Recentemente recebemos no CREA-PE um processo referente ao edifício Villa Mariana, obra do arquiteto Wandenkolk Tinoco, que apesar de ser um IEP (Imóvel Especial de Preservação) teve seu conjunto sensivelmente prejudicado com a presença de uma repugnante guarita, e mesmo assim, foi aprovada pelos órgãos competentes. Ora, se não for para criar algum tipo de defesa ou julgamento estético para as reformas ou anexos, para que transformar a edificação em IEP? Transferir a responsabilidade ou a “culpa“ para o proprietário é, no mínimo, uma omissão covarde.
Não quero me estender ao direito do autor, esquecido e desrespeitado, mas é relevante que se mencione que a deformação da arquitetura moderna não atinge só a ele e a sua obra: também se faz sentir, em forma ainda mais perversa, na formação de novos profissionais. E isso, obviamente, se reflete na qualidade da produção da arquitetura atual.
Este texto, apesar de não se referir a obras demolidas ou a demolir, discute a preservação de algumas de inestimável valor artístico, que foram exemplos da arquitetura moderna recifense entre os anos 50 e 70, e que não sofreram qualquer tipo de “defesa” por parte dos órgãos reguladores, e que por esta razão, completamente deformadas.

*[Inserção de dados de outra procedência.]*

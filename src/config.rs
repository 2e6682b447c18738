// ベンチマーク設定
// JSONファイルから読み込み、CLI引数で上書きする

use crate::core::{BenchError, BenchResult};
use crate::fixture::{DEFAULT_LENGTH, REFERENCE_LOOPS};
use serde::{Deserialize, Serialize};
use std::path::Path;
use tracing::{debug, warn};

/// ベンチマーク設定
#[derive(Debug, Clone, PartialEq, Serialize, Deserialize)]
#[serde(default)]
pub struct BenchConfig {
    /// 入出力配列の長さ
    pub length: usize,
    /// 計測するループ回数の組
    pub loops: Vec<usize>,
    /// 方式ごとの計測呼び出し回数
    pub iterations: usize,
    /// 計測前のウォームアップ呼び出し回数
    pub warmup_iterations: usize,
}

impl BenchConfig {
    pub fn new() -> Self {
        Self::default()
    }

    pub fn with_length(mut self, length: usize) -> Self {
        self.length = length;
        self
    }

    pub fn with_loops(mut self, loops: Vec<usize>) -> Self {
        self.loops = loops;
        self
    }

    pub fn with_iterations(mut self, iterations: usize) -> Self {
        self.iterations = iterations;
        self
    }

    pub fn with_warmup_iterations(mut self, warmup_iterations: usize) -> Self {
        self.warmup_iterations = warmup_iterations;
        self
    }

    /// 設定の妥当性をチェック
    pub fn validate(&self) -> BenchResult<()> {
        if self.length == 0 {
            return Err(BenchError::invalid_configuration(
                "length",
                "配列長は1以上である必要があります",
            ));
        }
        if self.loops.is_empty() {
            return Err(BenchError::invalid_configuration(
                "loops",
                "ループ回数を1つ以上指定してください",
            ));
        }
        if let Some(&loops) = self.loops.iter().find(|&&n| n > self.length) {
            warn!(loops, length = self.length, "配列長を超えるループ回数が指定されました");
            return Err(BenchError::loops_out_of_range(loops, self.length));
        }
        if self.iterations == 0 {
            return Err(BenchError::invalid_configuration(
                "iterations",
                "計測回数は1以上である必要があります",
            ));
        }
        Ok(())
    }

    /// JSONから設定をデシリアライズ
    pub fn from_json(json: &str) -> BenchResult<Self> {
        let config: Self = serde_json::from_str(json)?;
        config.validate()?;
        Ok(config)
    }

    /// 設定をJSONにシリアライズ
    pub fn to_json(&self) -> BenchResult<String> {
        Ok(serde_json::to_string_pretty(self)?)
    }

    /// 設定ファイルを読み込む
    pub fn load(path: &Path) -> BenchResult<Self> {
        let content = std::fs::read_to_string(path)
            .map_err(|e| BenchError::io(path.display().to_string(), e))?;
        let config = Self::from_json(&content)?;
        debug!(path = %path.display(), ?config, "設定ファイルを読み込みました");
        Ok(config)
    }
}

impl Default for BenchConfig {
    fn default() -> Self {
        Self {
            length: DEFAULT_LENGTH,
            loops: REFERENCE_LOOPS.to_vec(),
            iterations: 100_000,
            warmup_iterations: 1_000,
        }
    }
}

O que me deixa perplexo é que não vimos ou vemos nenhum tipo de protesto em defesa deste patrimônio. A bela residência Vicente de Paula, projeto do renomado Oscar Niemeyer, ou o edifício Guajiru, de Borsoi e Vital, ambas na própria Avenida Boa Viagem, não sofreram qualquer tipo de manifestação contrária a sua demolição, até em preservação à escala e tipologia estético-construtiva deste momento da arquitetura, assim como o Caiçara.
A derrubada das casas de laje duplas de Heitor Maia (residência José Cordeiro de Castro e Tubal Valença), ou as de Delfim Amorim de lajes ligeiramente inclinadas coberta por telhas tipo canal (residências Serafim Amorim e Manuel Figueira), ou tantas outras exemplares de Borsoi, Russo, Wandenkolk, Vital, Reginaldo, etc, apagaram um período em que existia a valorização da arquitetura residencial horizontal moderna, regionalizada e voltada para os trópicos. Pouquíssimos exemplos ainda possuímos para este momento histórico da cidade, época em que ainda morávamos em casas.
Não devemos preservar apenas o que é antigo. Devemos preservar o que é importante.
Sinceramente, não troco nenhuma obra destes arquitetos pelo o projeto do Edifício Caiçara. O aprendizado através dos trabalhos destes grandes mestres, sim, foi importante para a minha formação, e me faz sentir orgulho de ser arquiteto. E não há qualquer manifestação em defesa desse legado.